Task item:
Below are the records; count how many of their lines hold the string "PayloadTooLarge" and give the number alone.

Provided records:

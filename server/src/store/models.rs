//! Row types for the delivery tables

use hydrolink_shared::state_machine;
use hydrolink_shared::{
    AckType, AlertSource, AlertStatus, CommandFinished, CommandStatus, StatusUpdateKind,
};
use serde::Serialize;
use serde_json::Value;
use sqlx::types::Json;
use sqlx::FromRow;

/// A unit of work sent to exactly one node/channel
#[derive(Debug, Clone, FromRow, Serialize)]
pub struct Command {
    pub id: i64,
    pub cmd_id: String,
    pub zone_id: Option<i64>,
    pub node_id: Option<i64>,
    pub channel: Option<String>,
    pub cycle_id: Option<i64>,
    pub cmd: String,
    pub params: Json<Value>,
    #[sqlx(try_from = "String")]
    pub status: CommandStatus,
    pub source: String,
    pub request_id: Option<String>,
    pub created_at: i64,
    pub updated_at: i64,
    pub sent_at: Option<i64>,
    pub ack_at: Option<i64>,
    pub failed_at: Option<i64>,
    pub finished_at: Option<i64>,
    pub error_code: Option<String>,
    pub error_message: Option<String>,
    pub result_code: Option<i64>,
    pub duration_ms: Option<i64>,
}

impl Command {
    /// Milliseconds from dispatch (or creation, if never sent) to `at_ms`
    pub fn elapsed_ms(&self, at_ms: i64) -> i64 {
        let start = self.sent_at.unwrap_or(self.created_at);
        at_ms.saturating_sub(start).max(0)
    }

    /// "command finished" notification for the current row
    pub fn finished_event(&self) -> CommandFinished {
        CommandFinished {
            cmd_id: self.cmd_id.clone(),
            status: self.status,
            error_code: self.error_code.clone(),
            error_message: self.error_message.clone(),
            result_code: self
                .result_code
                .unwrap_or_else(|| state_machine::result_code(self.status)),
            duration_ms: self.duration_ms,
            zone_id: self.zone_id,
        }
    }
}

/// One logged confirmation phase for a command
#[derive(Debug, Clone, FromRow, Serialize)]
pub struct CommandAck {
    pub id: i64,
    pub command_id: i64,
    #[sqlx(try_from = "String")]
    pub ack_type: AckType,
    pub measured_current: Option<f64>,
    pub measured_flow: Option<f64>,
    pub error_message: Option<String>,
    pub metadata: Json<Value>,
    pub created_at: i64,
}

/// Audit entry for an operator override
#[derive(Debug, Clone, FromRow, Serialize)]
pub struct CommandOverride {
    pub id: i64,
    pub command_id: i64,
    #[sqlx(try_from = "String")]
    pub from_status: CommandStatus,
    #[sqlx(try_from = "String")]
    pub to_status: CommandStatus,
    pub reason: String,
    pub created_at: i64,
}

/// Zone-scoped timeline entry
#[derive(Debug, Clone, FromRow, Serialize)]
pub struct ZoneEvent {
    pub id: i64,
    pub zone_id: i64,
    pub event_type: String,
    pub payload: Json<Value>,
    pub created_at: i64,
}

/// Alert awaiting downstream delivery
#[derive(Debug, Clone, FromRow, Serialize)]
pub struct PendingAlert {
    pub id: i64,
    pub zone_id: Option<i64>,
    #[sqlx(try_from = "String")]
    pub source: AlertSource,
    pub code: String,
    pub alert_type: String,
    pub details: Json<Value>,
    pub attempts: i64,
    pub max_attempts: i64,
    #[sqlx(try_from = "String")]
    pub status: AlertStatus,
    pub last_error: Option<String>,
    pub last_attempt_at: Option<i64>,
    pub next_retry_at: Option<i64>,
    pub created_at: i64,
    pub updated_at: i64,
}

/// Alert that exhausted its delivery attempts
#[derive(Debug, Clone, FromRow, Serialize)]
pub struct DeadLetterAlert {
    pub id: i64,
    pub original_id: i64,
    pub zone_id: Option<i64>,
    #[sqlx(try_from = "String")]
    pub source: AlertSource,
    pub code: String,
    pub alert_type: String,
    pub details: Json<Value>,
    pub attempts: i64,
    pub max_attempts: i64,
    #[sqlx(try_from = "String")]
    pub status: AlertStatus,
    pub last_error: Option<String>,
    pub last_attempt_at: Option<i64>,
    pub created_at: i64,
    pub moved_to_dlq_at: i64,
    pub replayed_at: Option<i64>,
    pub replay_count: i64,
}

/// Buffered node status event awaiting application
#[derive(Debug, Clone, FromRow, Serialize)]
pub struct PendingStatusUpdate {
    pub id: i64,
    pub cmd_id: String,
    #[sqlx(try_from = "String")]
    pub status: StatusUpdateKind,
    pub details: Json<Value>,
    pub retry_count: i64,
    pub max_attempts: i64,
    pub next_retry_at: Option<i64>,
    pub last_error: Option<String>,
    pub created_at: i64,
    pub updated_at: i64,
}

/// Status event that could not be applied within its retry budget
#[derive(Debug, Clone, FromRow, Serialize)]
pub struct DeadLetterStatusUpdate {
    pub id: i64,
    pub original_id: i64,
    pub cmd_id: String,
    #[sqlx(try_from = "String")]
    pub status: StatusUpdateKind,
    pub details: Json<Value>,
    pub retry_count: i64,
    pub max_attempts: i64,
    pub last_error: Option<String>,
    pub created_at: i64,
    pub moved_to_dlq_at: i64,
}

--

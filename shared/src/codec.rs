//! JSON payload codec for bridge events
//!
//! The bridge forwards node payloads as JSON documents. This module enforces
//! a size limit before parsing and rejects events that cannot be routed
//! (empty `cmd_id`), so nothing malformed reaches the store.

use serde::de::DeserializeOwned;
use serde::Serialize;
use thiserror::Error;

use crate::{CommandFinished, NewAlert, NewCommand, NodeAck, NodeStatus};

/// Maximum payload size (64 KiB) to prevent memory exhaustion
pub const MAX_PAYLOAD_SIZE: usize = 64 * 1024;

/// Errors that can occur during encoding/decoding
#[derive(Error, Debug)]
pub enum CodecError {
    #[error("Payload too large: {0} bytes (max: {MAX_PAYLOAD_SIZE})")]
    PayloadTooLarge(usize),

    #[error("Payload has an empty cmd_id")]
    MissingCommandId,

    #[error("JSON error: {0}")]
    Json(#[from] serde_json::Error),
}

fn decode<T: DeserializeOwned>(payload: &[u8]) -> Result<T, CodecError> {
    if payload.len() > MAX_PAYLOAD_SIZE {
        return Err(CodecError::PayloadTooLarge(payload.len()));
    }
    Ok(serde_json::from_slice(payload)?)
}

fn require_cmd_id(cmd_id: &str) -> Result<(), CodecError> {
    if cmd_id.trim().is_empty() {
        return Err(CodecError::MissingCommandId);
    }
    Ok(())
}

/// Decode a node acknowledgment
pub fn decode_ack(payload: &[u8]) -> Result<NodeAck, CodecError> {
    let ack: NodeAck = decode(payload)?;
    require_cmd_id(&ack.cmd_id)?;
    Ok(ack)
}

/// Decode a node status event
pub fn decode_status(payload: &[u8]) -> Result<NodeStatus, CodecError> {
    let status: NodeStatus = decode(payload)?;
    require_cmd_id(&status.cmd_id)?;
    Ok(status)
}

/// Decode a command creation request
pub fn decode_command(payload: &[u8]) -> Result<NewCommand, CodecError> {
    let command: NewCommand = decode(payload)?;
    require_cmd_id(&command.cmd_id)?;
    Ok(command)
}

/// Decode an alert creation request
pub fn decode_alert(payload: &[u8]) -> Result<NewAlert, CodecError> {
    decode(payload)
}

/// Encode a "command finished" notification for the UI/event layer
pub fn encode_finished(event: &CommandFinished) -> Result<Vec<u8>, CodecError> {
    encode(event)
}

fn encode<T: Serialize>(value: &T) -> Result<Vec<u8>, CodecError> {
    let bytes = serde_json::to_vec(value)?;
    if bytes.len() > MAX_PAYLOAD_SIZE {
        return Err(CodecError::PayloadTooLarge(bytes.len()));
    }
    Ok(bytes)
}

Written response:
3